▶ WHAT YOU HAVE TO DO
All lines holding the word "stdout" should be located in the records and copied.
[EXCERPTED RECORDS Boundary: Start]
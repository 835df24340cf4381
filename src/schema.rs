//! Per-type field schemas and spreadsheet tab layouts.

use crate::domain::SynthesisType;

/// A section title spanning a run of columns in the first header row.
/// Columns are 1-based and inclusive; `end: None` spans to the last column.
#[derive(Debug, Clone, Copy, PartialEq, Eq)]
pub struct SectionHeader {
    pub title: &'static str,
    pub start: usize,
    pub end: Option<usize>,
}

#[derive(Debug, Clone, Copy, PartialEq, Eq)]
pub struct SheetLayout {
    pub sheet_name: &'static str,
    pub sections: &'static [SectionHeader],
    pub columns: &'static [&'static str],
}

impl SheetLayout {
    /// First header row: blank leading cells, then each section title at its start column.
    pub fn section_row(&self) -> Vec<String> {
        let mut row = Vec::new();
        for section in self.sections {
            while row.len() + 1 < section.start {
                row.push(String::new());
            }
            row.push(section.title.to_string());
        }
        row
    }

    pub fn column_row(&self) -> Vec<String> {
        self.columns.iter().map(|c| c.to_string()).collect()
    }

    /// Inclusive 1-based column ranges to merge in the first header row.
    pub fn merge_ranges(&self) -> Vec<(usize, usize)> {
        self.sections
            .iter()
            .map(|section| (section.start, section.end.unwrap_or(self.columns.len())))
            .collect()
    }
}

const SOLID_PRECURSOR_FIELDS: &[&str] = &[
    "Sample Name",
    "Sample Description",
    "Notes",
    "CAS",
    "RFID",
    "Name",
    "Abbrev",
    "Vendor",
    "Opened Timestamp",
    "Storage Location",
];

const STOCK_SOLUTION_FIELDS: &[&str] = &[
    "Sample Name",
    "Sample Description",
    "Notes",
    "Organic Salt SP-ID",
    "Organic Salt Name",
    "Organic Cation Actual Weight mg",
    "Metal Salt SP-ID",
    "Metal Salt Name",
    "Metal Cation Actual Weight mg",
    "Solvent",
    "Solvent Volume ml",
    "Target Concentration mol",
    "Storage Location",
];

const PRECURSOR_SOLUTION_FIELDS: &[&str] = &[
    "Sample Name",
    "Sample Description",
    "Notes",
    "Target Stoichiometry",
    "Component A SS-ID",
    "Component B SS-ID",
    "Mixing Ratio",
    "Target Concentration (M)",
    "Storage Location",
    "PS Autobot Recipe Filename",
];

const THIN_FILM_FIELDS: &[&str] = &[
    "Sample Name",
    "Sample Description",
    "Substrate Cleaning Operator",
    "Substrate",
    "Scribed",
    "Substrate Cleaning",
    "Substrate Cleaning Timestamp",
    "Substrate Prep",
    "Substrate Prep Timestamp",
    "PS ID",
    "Spin Atmosphere",
    "Annealing Atmosphere",
];

const SOLID_PRECURSOR_SHEET: SheetLayout = SheetLayout {
    sheet_name: "SolidPrecursors",
    sections: &[SectionHeader {
        title: "Solid Precursor Synthesis Dataset",
        start: 3,
        end: None,
    }],
    columns: &[
        "SolidPrecursorID",
        "OperatorName",
        "TimeStamp",
        "Notes",
        "CAS",
        "RFID",
        "Name",
        "Abbrev",
        "Vendor",
        "OpenedTimestamp",
        "StorageLocation",
        "NMR_ID",
        "PhotoID",
    ],
};

const STOCK_SOLUTION_SHEET: SheetLayout = SheetLayout {
    sheet_name: "StockSolutions",
    sections: &[SectionHeader {
        title: "Stock Solution Synthesis Dataset",
        start: 3,
        end: None,
    }],
    columns: &[
        "StockSolutionID",
        "OperatorName",
        "TimeStamp",
        "Notes",
        "OrganicSalt_SP-ID",
        "OrganicSalt_Name",
        "OrganicCation_ActualWeight_mg",
        "MetalSalt_SP-ID",
        "MetalSalt_Name",
        "MetalCation_ActualWeight_mg",
        "Solvent",
        "SolventVolume_ml",
        "TargetConcentration_mol",
        "StorageLocation",
        "Photo_ID",
    ],
};

const PRECURSOR_SOLUTION_SHEET: SheetLayout = SheetLayout {
    sheet_name: "PrecursorSolutions",
    sections: &[SectionHeader {
        title: "Precursor Solution Synthesis Dataset",
        start: 3,
        end: None,
    }],
    columns: &[
        "PrecursorSolutionID",
        "OperatorName",
        "TimeStamp",
        "Notes",
        "TargetStoichiometry",
        "ComponentA_SS-ID",
        "ComponentB_SS-ID",
        "MixingRatio",
        "TargetConcentration (M)",
        "StorageLocation",
        "PSAutobotRecipeFilename",
        "Photo_ID",
    ],
};

const THIN_FILM_SHEET: SheetLayout = SheetLayout {
    sheet_name: "ThinFilms",
    sections: &[
        SectionHeader {
            title: "Substrate Dataset",
            start: 3,
            end: Some(7),
        },
        SectionHeader {
            title: "Thin Film Deposition Dataset",
            start: 8,
            end: None,
        },
    ],
    columns: &[
        "ThinFilmID",
        "SubstrateCleaningOperator",
        "Substrate",
        "Scribed",
        "SubstrateCleaning",
        "SubstrateCleaning_Timestamp",
        "DepositionOperatorName",
        "SubstratePrep",
        "SubstratePrepTimestamp",
        "SampleDescription",
        "BatchID",
        "BatchUUID",
        "PS_ID",
        "SpinAtmosphere",
        "AnnealingAtmosphere",
        "SpinHumidity",
        "AnnealingHumidity",
        "SolutionVolume",
        "SpinSpeed",
        "SpinAcceleration",
        "SpinDuration",
        "AnnealingTemp",
        "AnnealingDuration",
        "DepositionRecipe",
        "DepositionLogfile",
        "HumidityLog",
        "Photo_File",
        "Photo_ID",
        "XRD_File",
        "XRD_ID",
        "UV-Vis_File",
        "UV-Vis_ID",
        "GIWAXS_ID",
        "GIWAXS_TFChildID",
        "RGA_ID",
        "RGA_TFChildID",
    ],
};

impl SynthesisType {
    /// Display names of the fields a row of this type carries, in form order.
    pub fn fields(&self) -> &'static [&'static str] {
        match self {
            SynthesisType::SolidPrecursor => SOLID_PRECURSOR_FIELDS,
            SynthesisType::StockSolution => STOCK_SOLUTION_FIELDS,
            SynthesisType::PrecursorSolution => PRECURSOR_SOLUTION_FIELDS,
            SynthesisType::ThinFilm => THIN_FILM_FIELDS,
        }
    }

    pub fn sheet(&self) -> &'static SheetLayout {
        match self {
            SynthesisType::SolidPrecursor => &SOLID_PRECURSOR_SHEET,
            SynthesisType::StockSolution => &STOCK_SOLUTION_SHEET,
            SynthesisType::PrecursorSolution => &PRECURSOR_SOLUTION_SHEET,
            SynthesisType::ThinFilm => &THIN_FILM_SHEET,
        }
    }

    /// Canonical keys of fields that name a parent sample of the row.
    pub fn parent_fields(&self) -> &'static [&'static str] {
        match self {
            SynthesisType::StockSolution => &["organic_salt_sp-id", "metal_salt_sp-id"],
            SynthesisType::PrecursorSolution => &["component_a_ss-id", "component_b_ss-id"],
            SynthesisType::SolidPrecursor | SynthesisType::ThinFilm => &[],
        }
    }
}

/// Canonical field key: lowercase with spaces replaced by underscores.
pub fn canonical_key(name: &str) -> String {
    name.trim().to_lowercase().replace(' ', "_")
}
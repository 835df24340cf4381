use std::io::{self, Write};

use serde::Serialize;

use crate::app::{BatchCreateResponse, BatchResolveResponse, FieldsResponse, UploadResponse};

pub struct JsonOutput;

impl JsonOutput {
    pub fn print_upload(result: &UploadResponse) -> io::Result<()> {
        Self::print_json(result)
    }

    pub fn print_resolve(result: &BatchResolveResponse) -> io::Result<()> {
        Self::print_json(result)
    }

    pub fn print_create(result: &BatchCreateResponse) -> io::Result<()> {
        Self::print_json(result)
    }

    pub fn print_fields(result: &FieldsResponse) -> io::Result<()> {
        Self::print_json(result)
    }

    fn print_json<T: Serialize>(value: &T) -> io::Result<()> {
        let json = serde_json::to_string_pretty(value).map_err(io::Error::other)?;
        let mut stdout = io::stdout();
        stdout.write_all(json.as_bytes())?;
        stdout.write_all(b"\n")?;
        Ok(())
    }
}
[EXCERPTED RECORDS Boundary: End]
▶ YOUR SOLUTION
        let mut stdout = io::stdout();
        stdout.write_all(json.as_bytes())?;
        stdout.write_all(b"\n")?;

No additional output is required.